DYI Tip: Fixing a Leaky Faucet
Drip. Drip. Drip. A leaky faucet isn’t just an annoyance. It could also be the sound of money going down the drain thanks to higher water bills and the potential for costly water damage.
Whether in a bathroom or kitchen, your faucet gets a lot of work. So it’s only a matter of time until the wear and tear result in a slow leak. The good news is that you can usually fix this problem yourself in about an hour. Read on to learn how.
What causes a faucet to leak?
Inside the faucet are many small parts that break down, loosen, or become corroded from the minerals in your water. Once these parts are cleaned or replaced, your faucet should work just like new. The most common parts that needs to be addressed are the seals, O-rings, washers, and valve seat.
What you’ll need
Repairing a leaky faucet doesn’t require any special tools. Other than replacement parts needed (which we’ll get to in the next steps), you likely have the materials in your home already.
- Adjustable wrench
- Flathead screwdriver
- Phillips head screwdriver
- Lubricant (such as WD-40)
- Cleaning solution – we recommend white vinegar
- Scouring pad
- Replacement parts – which you can find at any home improvement or plumbing supplies stores
Steps to repairing a leaky faucet
- Turn off the water at the shutoff valves– To avoid the potential of a big, wet mess, look under the sink and turn the shutoff valves (for both hot and cold water) to the right. Turn on the faucet to double check that the water pressure is now off.
- Cover the drain – Use a stopper to make sure small parts can’t fall through the drain hole.
- Take off the faucet handles – Pry off the decorative handles or caps with the flathead screwdriver, then use the Phillips head screwdriver to remove the screws. If the screws are stuck, spray some WD-40 to loosen them up.
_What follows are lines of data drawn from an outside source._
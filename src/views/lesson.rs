//! Lesson view: structured content (objective, sections, summary), an
//! exercise editor per exercise with run/evaluate actions, an "explain"
//! prompt, and lesson feedback.
//!
//! Exercise drafts are debounce-saved: edits mark the exercise dirty and the
//! tick handler flushes dirty drafts once the last edit is old enough. A
//! correct evaluation clears the stored draft.

use std::time::{Duration, Instant};

use tracing::warn;

use crate::app::messages::{Effect, ViewEvent};
use crate::input::InputField;
use crate::models::{
    Exercise, ExerciseEvaluateRequest, ExerciseRunRequest, Lesson, LessonContent,
    LessonFeedbackRequest,
};
use crate::notifications::ToastKind;
use crate::router::Route;
use crate::storage::Storage;

use super::ViewContext;

const DRAFT_DEBOUNCE: Duration = Duration::from_secs(1);

/// Mutable state for one exercise editor.
pub struct ExerciseState {
    pub exercise: Exercise,
    pub input: InputField,
    pub output: Option<String>,
    pub run_error: Option<String>,
    pub feedback: Option<String>,
    pub hints: Vec<String>,
    pub correct: bool,
    pub running: bool,
    pub submitting: bool,
    dirty_at: Option<Instant>,
}

impl ExerciseState {
    fn new(exercise: Exercise, draft: Option<String>) -> Self {
        let initial = draft
            .or_else(|| exercise.starter_code.clone())
            .unwrap_or_default();
        Self {
            exercise,
            input: InputField::multiline_with_text(&initial),
            output: None,
            run_error: None,
            feedback: None,
            hints: Vec::new(),
            correct: false,
            running: false,
            submitting: false,
            dirty_at: None,
        }
    }

    /// Called after every accepted edit keystroke.
    pub fn mark_dirty(&mut self) {
        self.dirty_at = Some(Instant::now());
    }
}

pub struct LessonView {
    ctx: ViewContext,
    pub lesson_id: i64,
    pub lesson: Option<Lesson>,
    pub content: Option<LessonContent>,
    pub loading: bool,
    pub error: Option<String>,
    pub exercises: Vec<ExerciseState>,
    /// Index of the exercise being edited, if the editor has focus.
    pub focused_exercise: Option<usize>,
    /// True while the explain prompt has keyboard focus.
    pub explain_focused: bool,
    pub explain_input: InputField,
    pub explanation: Option<String>,
    pub explaining: bool,
    pub explain_error: Option<String>,
    pub feedback_rating: Option<i64>,
    pub saving_feedback: bool,
    pub feedback_saved: bool,
    /// Set while completing the lesson and generating its quiz.
    pub starting_quiz: bool,
    pub quiz_error: Option<String>,
}

impl LessonView {
    pub fn mount(lesson_id: i64, ctx: ViewContext, _storage: &Storage) -> Self {
        let view = Self {
            ctx,
            lesson_id,
            lesson: None,
            content: None,
            loading: true,
            error: None,
            exercises: Vec::new(),
            focused_exercise: None,
            explain_focused: false,
            explain_input: InputField::new(),
            explanation: None,
            explaining: false,
            explain_error: None,
            feedback_rating: None,
            saving_feedback: false,
            feedback_saved: false,
            starting_quiz: false,
            quiz_error: None,
        };
        let ctx = view.ctx.clone();
        tokio::spawn(async move {
            let lesson = ctx.client.lesson(lesson_id).await;
            ctx.send(ViewEvent::LessonLoaded(lesson.map_err(|e| e.to_string())));
            let feedback = ctx.client.lesson_feedback(lesson_id).await;
            ctx.send(ViewEvent::FeedbackLoaded(
                feedback.map_err(|e| e.to_string()),
            ));
        });
        view
    }

    /// Execute the exercise code server-side and show its output.
    pub fn run_exercise(&mut self, index: usize) {
        let state = match self.exercises.get_mut(index) {
            Some(s) if !s.running => s,
            _ => return,
        };
        state.running = true;
        state.run_error = None;
        let request = ExerciseRunRequest {
            code: state.input.text(),
            language: state.exercise.language.clone(),
        };
        let ctx = self.ctx.clone();
        tokio::spawn(async move {
            let result = ctx.client.run_exercise(&request).await;
            ctx.send(ViewEvent::ExerciseRan {
                index,
                result: result.map_err(|e| e.to_string()),
            });
        });
    }

    /// Submit the exercise for AI evaluation.
    pub fn submit_exercise(&mut self, index: usize) {
        let state = match self.exercises.get_mut(index) {
            Some(s) if !s.submitting => s,
            _ => return,
        };
        state.submitting = true;
        let request = ExerciseEvaluateRequest {
            exercise: state.exercise.clone(),
            submission: state.input.text(),
            output: state.output.clone().unwrap_or_default(),
        };
        let ctx = self.ctx.clone();
        tokio::spawn(async move {
            let result = ctx.client.evaluate_exercise(&request).await;
            ctx.send(ViewEvent::ExerciseEvaluated {
                index,
                result: result.map_err(|e| e.to_string()),
            });
        });
    }

    /// Ask for an explanation of the entered question in this lesson's
    /// context.
    pub fn ask_explanation(&mut self) {
        let question = self.explain_input.text().trim().to_string();
        if question.is_empty() || self.explaining {
            return;
        }
        self.explaining = true;
        self.explain_error = None;
        let lesson_id = self.lesson_id;
        let ctx = self.ctx.clone();
        tokio::spawn(async move {
            let result = ctx.client.explain(lesson_id, &question).await;
            ctx.send(ViewEvent::ExplanationLoaded(
                result.map_err(|e| e.to_string()),
            ));
        });
    }

    /// Rate the lesson 1-5. Saves immediately.
    pub fn rate_lesson(&mut self, rating: i64) {
        if self.saving_feedback {
            return;
        }
        self.saving_feedback = true;
        self.feedback_rating = Some(rating);
        let request = LessonFeedbackRequest {
            rating,
            comment: None,
        };
        let lesson_id = self.lesson_id;
        let ctx = self.ctx.clone();
        tokio::spawn(async move {
            let result = ctx.client.send_lesson_feedback(lesson_id, &request).await;
            ctx.send(ViewEvent::FeedbackSaved(result.map_err(|e| e.to_string())));
        });
    }

    /// Mark the lesson complete and generate its quiz, then navigate to it.
    pub fn start_quiz(&mut self) {
        if self.starting_quiz {
            return;
        }
        self.starting_quiz = true;
        self.quiz_error = None;
        let lesson_id = self.lesson_id;
        let ctx = self.ctx.clone();
        tokio::spawn(async move {
            let result = async {
                ctx.client.complete_lesson(lesson_id).await?;
                ctx.client.generate_quiz(lesson_id).await?;
                Ok::<_, crate::api::ApiError>(lesson_id)
            }
            .await;
            ctx.send(ViewEvent::QuizReady(result.map_err(|e| e.to_string())));
        });
    }

    /// Persist any draft whose last edit is older than the debounce window.
    pub fn flush_drafts(&mut self, storage: &Storage) {
        self.flush(storage, false);
    }

    /// Persist every dirty draft regardless of age. Called when the view is
    /// about to go away (navigation, quit) so edits inside the debounce
    /// window are not lost.
    pub fn flush_all_drafts(&mut self, storage: &Storage) {
        self.flush(storage, true);
    }

    fn flush(&mut self, storage: &Storage, force: bool) {
        for (index, state) in self.exercises.iter_mut().enumerate() {
            let due = state
                .dirty_at
                .is_some_and(|at| force || at.elapsed() >= DRAFT_DEBOUNCE);
            if due {
                state.dirty_at = None;
                if let Err(e) = storage.save_draft(self.lesson_id, index, &state.input.text()) {
                    warn!("failed to save exercise draft: {e:?}");
                }
            }
        }
    }

    pub fn apply(&mut self, event: ViewEvent, storage: &Storage) -> Vec<Effect> {
        match event {
            ViewEvent::LessonLoaded(result) => {
                self.loading = false;
                match result {
                    Ok(lesson) => match lesson.parse_content() {
                        Ok(content) => {
                            self.exercises = content
                                .exercises
                                .iter()
                                .enumerate()
                                .map(|(i, ex)| {
                                    let draft = storage.load_draft(lesson.id, i);
                                    ExerciseState::new(ex.clone(), draft)
                                })
                                .collect();
                            self.content = Some(content);
                            self.lesson = Some(lesson);
                        }
                        Err(e) => {
                            self.error = Some(format!("Lesson content is malformed: {e}"));
                            self.lesson = Some(lesson);
                        }
                    },
                    Err(e) => self.error = Some(e),
                }
                Vec::new()
            }
            ViewEvent::ExerciseRan { index, result } => {
                if let Some(state) = self.exercises.get_mut(index) {
                    state.running = false;
                    match result {
                        Ok(run) => {
                            state.output = Some(run.output);
                            state.run_error = run.error;
                        }
                        Err(e) => state.run_error = Some(e),
                    }
                }
                Vec::new()
            }
            ViewEvent::ExerciseEvaluated { index, result } => {
                let lesson_id = self.lesson_id;
                let state = match self.exercises.get_mut(index) {
                    Some(s) => s,
                    None => return Vec::new(),
                };
                state.submitting = false;
                match result {
                    Ok(eval) => {
                        state.feedback = Some(eval.feedback);
                        state.hints = eval.hints;
                        state.correct = eval.correct;
                        if eval.correct {
                            let mut effects = vec![
                                Effect::ClearDraft {
                                    lesson_id,
                                    exercise_index: index,
                                },
                                Effect::Toast {
                                    message: format!("Correct! +{} XP", eval.xp_earned),
                                    kind: ToastKind::Success,
                                },
                                Effect::RefreshNavbar,
                            ];
                            if !eval.new_achievements.is_empty() {
                                effects.push(Effect::Achievements(eval.new_achievements));
                            }
                            effects
                        } else {
                            Vec::new()
                        }
                    }
                    Err(e) => {
                        state.feedback = Some(e);
                        Vec::new()
                    }
                }
            }
            ViewEvent::ExplanationLoaded(result) => {
                self.explaining = false;
                match result {
                    Ok(explanation) => {
                        self.explanation = Some(explanation.explanation);
                        self.explain_input.clear();
                    }
                    Err(e) => self.explain_error = Some(e),
                }
                Vec::new()
            }
            ViewEvent::FeedbackLoaded(result) => {
                // Missing feedback is normal for an unrated lesson.
                if let Ok(feedback) = result {
                    if self.feedback_rating.is_none() {
                        self.feedback_rating = feedback.rating;
                    }
                }
                Vec::new()
            }
            ViewEvent::FeedbackSaved(result) => {
                self.saving_feedback = false;
                match result {
                    Ok(()) => {
                        self.feedback_saved = true;
                        Vec::new()
                    }
                    Err(_) => vec![Effect::Toast {
                        message: "Could not save rating".to_string(),
                        kind: ToastKind::Error,
                    }],
                }
            }
            ViewEvent::QuizReady(result) => {
                self.starting_quiz = false;
                match result {
                    Ok(lesson_id) => vec![Effect::Navigate(Route::Quiz(lesson_id))],
                    Err(e) => {
                        self.quiz_error = Some(e);
                        Vec::new()
                    }
                }
            }
            _ => Vec::new(),
        }
    }
}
- Inspect, replace, and clean internal faucet parts – Take your adjustable wrench and loosen the packing nup. From there, pry the stem off the valve. Look over all the parts to see if you notice any damage or corrosion. Next, inspect the rubber O-ring and washers to see if they look worn out. Replace any parts you think may be causing the leak. Finally, give everything a quick cleaning and put the parts in a place where they won’t get lost.
- Clean faucet valves – Pour white vinegar over the valves, then use the scouring pad to loosen and remove any mineral deposit, dirt, or other buildup. Next, rinse off the valves with clean water (don’t forget to pull the stopper out of the drain first!).
- Reassemble the faucet – Put the faucet back together back following the same steps in reverse order. Be sure all fittings are snug but not overly tight. When you’re done, turn the water back on at the shutoff valve, then check the faucet for leaks.
What to do if the faucet is still leaking?
If you go through the above steps and you’re still having problems with the faucet – or if parts are excessively damaged and beyond repair – you may be better off replacing it with a new one. The typical lifespan of a faucet is 10 years, and new models are not too expensive.